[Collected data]
——

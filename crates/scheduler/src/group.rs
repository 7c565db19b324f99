//! Feed groups
//!
//! A group owns the drivers that share one schedule, plus each driver's
//! watermark. Polling fans out across the drivers in parallel, collects
//! their results, advances watermarks, and hands every surviving
//! package to the publisher.

use std::sync::atomic::{AtomicUsize, Ordering};
use std::sync::Arc;
use std::time::Duration;

use chrono::{DateTime, Utc};
use thiserror::Error;
use tokio::sync::Mutex;
use tokio::task::JoinSet;
use tracing::{debug, error, info, warn};

use feedstock_drivers::FeedDriver;
use feedstock_publisher::Publisher;
use feedstock_types::{apply_cutoff, Package};

/// At least one driver reported errors during the tick.
#[derive(Debug, Error)]
#[error("error when polling for packages")]
pub struct PollError;

/// At least one package failed to publish during the tick.
#[derive(Debug, Error)]
#[error("error when publishing packages")]
pub struct PubError;

/// Outcome of one group invocation. The count reflects actual
/// successes regardless of the error sentinels.
#[derive(Debug, Default)]
pub struct GroupResult {
    pub num_published: usize,
    pub poll_err: Option<PollError>,
    pub pub_err: Option<PubError>,
}

impl GroupResult {
    /// Error descriptions in a stable order, for the HTTP response.
    pub fn error_strings(&self) -> Vec<String> {
        let mut errors = Vec::new();
        if let Some(err) = &self.poll_err {
            errors.push(err.to_string());
        }
        if let Some(err) = &self.pub_err {
            errors.push(err.to_string());
        }
        errors
    }
}

/// One driver and its watermark. The watermark starts one cutoff window
/// in the past and only ever advances, to the cutoff the driver itself
/// returned.
struct FeedEntry {
    driver: Arc<dyn FeedDriver>,
    last_poll: DateTime<Utc>,
}

/// Drivers sharing one schedule, serialized behind one lock.
pub struct FeedGroup {
    /// Holding this lock is what makes a group invocation exclusive:
    /// the cron path refuses to wait for it (skip-if-still-running),
    /// the HTTP path queues on it.
    entries: Mutex<Vec<FeedEntry>>,
    names: Vec<&'static str>,
    publisher: Arc<dyn Publisher>,
    skipped_ticks: AtomicUsize,
}

impl FeedGroup {
    pub fn new(
        drivers: Vec<Arc<dyn FeedDriver>>,
        publisher: Arc<dyn Publisher>,
        initial_cutoff: Duration,
    ) -> Self {
        let start = Utc::now()
            - chrono::Duration::from_std(initial_cutoff).unwrap_or_else(|_| chrono::Duration::zero());
        let names = drivers.iter().map(|driver| driver.name()).collect();
        let entries = drivers
            .into_iter()
            .map(|driver| FeedEntry {
                driver,
                last_poll: start,
            })
            .collect();
        Self {
            entries: Mutex::new(entries),
            names,
            publisher,
            skipped_ticks: AtomicUsize::new(0),
        }
    }

    /// Names of the member feeds, for logs and registration messages.
    pub fn feed_names(&self) -> &[&'static str] {
        &self.names
    }

    /// Number of timer ticks dropped because the previous invocation
    /// was still running.
    pub fn skipped_ticks(&self) -> usize {
        self.skipped_ticks.load(Ordering::Relaxed)
    }

    /// Polls every member feed and publishes the results, waiting for
    /// any in-flight invocation of this group to finish first.
    pub async fn poll_and_publish(&self) -> GroupResult {
        let mut entries = self.entries.lock().await;
        self.run_locked(&mut entries).await
    }

    /// Like [`poll_and_publish`](Self::poll_and_publish), but drops the
    /// invocation if the group is already running.
    pub async fn try_poll_and_publish(&self) -> Option<GroupResult> {
        let mut entries = self.entries.try_lock().ok()?;
        Some(self.run_locked(&mut entries).await)
    }

    /// Timer entry point: runs one tick and logs the outcome. Ticks
    /// arriving while the previous one is still running are dropped so
    /// a slow poll cannot queue up load behind itself.
    pub async fn run(&self) {
        match self.try_poll_and_publish().await {
            Some(result) => {
                if let Some(err) = &result.poll_err {
                    error!(feeds = ?self.names, "{err}");
                }
                if let Some(err) = &result.pub_err {
                    error!(feeds = ?self.names, "{err}");
                }
            }
            None => {
                let skipped = self.skipped_ticks.fetch_add(1, Ordering::Relaxed) + 1;
                warn!(
                    feeds = ?self.names,
                    skipped,
                    "previous invocation still running, skipping tick"
                );
            }
        }
    }

    async fn run_locked(&self, entries: &mut [FeedEntry]) -> GroupResult {
        let mut result = GroupResult::default();
        let (packages, poll_err) = self.poll(entries).await;
        result.poll_err = poll_err;
        if packages.is_empty() {
            return result;
        }

        info!(num_packages = packages.len(), "publishing packages");
        let (num_published, pub_err) = self.publish(packages).await;
        result.num_published = num_published;
        result.pub_err = pub_err;
        if num_published > 0 {
            info!(num_packages = num_published, "successfully published packages");
        }
        result
    }

    /// Fans out one task per entry and collects the results. One
    /// driver's failure (including a panic) never cancels another.
    async fn poll(&self, entries: &mut [FeedEntry]) -> (Vec<Package>, Option<PollError>) {
        let mut tasks = JoinSet::new();
        for (index, entry) in entries.iter().enumerate() {
            let driver = entry.driver.clone();
            let cutoff = entry.last_poll;
            tasks.spawn(async move { (index, driver.latest(cutoff).await) });
        }

        let mut packages = Vec::new();
        let mut had_error = false;
        while let Some(joined) = tasks.join_next().await {
            let (index, poll) = match joined {
                Ok(output) => output,
                Err(join_err) => {
                    had_error = true;
                    error!(error = %join_err, "feed poll task failed");
                    continue;
                }
            };

            let entry = &mut entries[index];
            let feed = entry.driver.name();
            for err in &poll.errors {
                had_error = true;
                error!(feed, error = %err, "error fetching packages");
            }

            let previous_cutoff = entry.last_poll;
            // The driver's only writer is this invocation, and the
            // watermark never moves backwards.
            entry.last_poll = entry.last_poll.max(poll.new_cutoff);

            // Drivers already filter against the cutoff; filtering again
            // here keeps the no-duplicates invariant even under a driver
            // bug.
            let fresh = apply_cutoff(poll.packages, previous_cutoff);
            for pkg in &fresh {
                debug!(feed, name = %pkg.name, version = %pkg.version, "processing package");
            }
            info!(feed, num_processed = fresh.len(), "packages successfully processed");
            packages.extend(fresh);
        }

        info!(num_packages = packages.len(), "packages processed");
        (packages, had_error.then_some(PollError))
    }

    /// Publishes packages one at a time; a failed send is logged and
    /// counted but never aborts the batch.
    async fn publish(&self, packages: Vec<Package>) -> (usize, Option<PubError>) {
        let total = packages.len();
        let mut published = 0;
        for pkg in packages {
            debug!(
                name = %pkg.name,
                feed = %pkg.feed,
                created_date = %pkg.created_date,
                "sending package upstream"
            );
            let body = match serde_json::to_vec(&pkg) {
                Ok(body) => body,
                Err(err) => {
                    error!(name = %pkg.name, error = %err, "error marshaling package");
                    continue;
                }
            };
            match self.publisher.send(&body).await {
                Ok(()) => published += 1,
                Err(err) => {
                    error!(name = %pkg.name, error = %err, "error sending package to upstream publisher");
                }
            }
        }

        let failed = total - published;
        if failed > 0 {
            error!(num_packages = failed, "failed to publish packages");
        }
        (published, (failed > 0).then_some(PubError))
    }
}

——

WHAT YOU NEED TO DO >> Search the records above for "running". Copy each line where it is found.

RESULT >>
    /// the cron path refuses to wait for it (skip-if-still-running),
    /// was still running.
    /// invocation if the group is already running.
    /// arriving while the previous one is still running are dropped so
                    "previous invocation still running, skipping tick"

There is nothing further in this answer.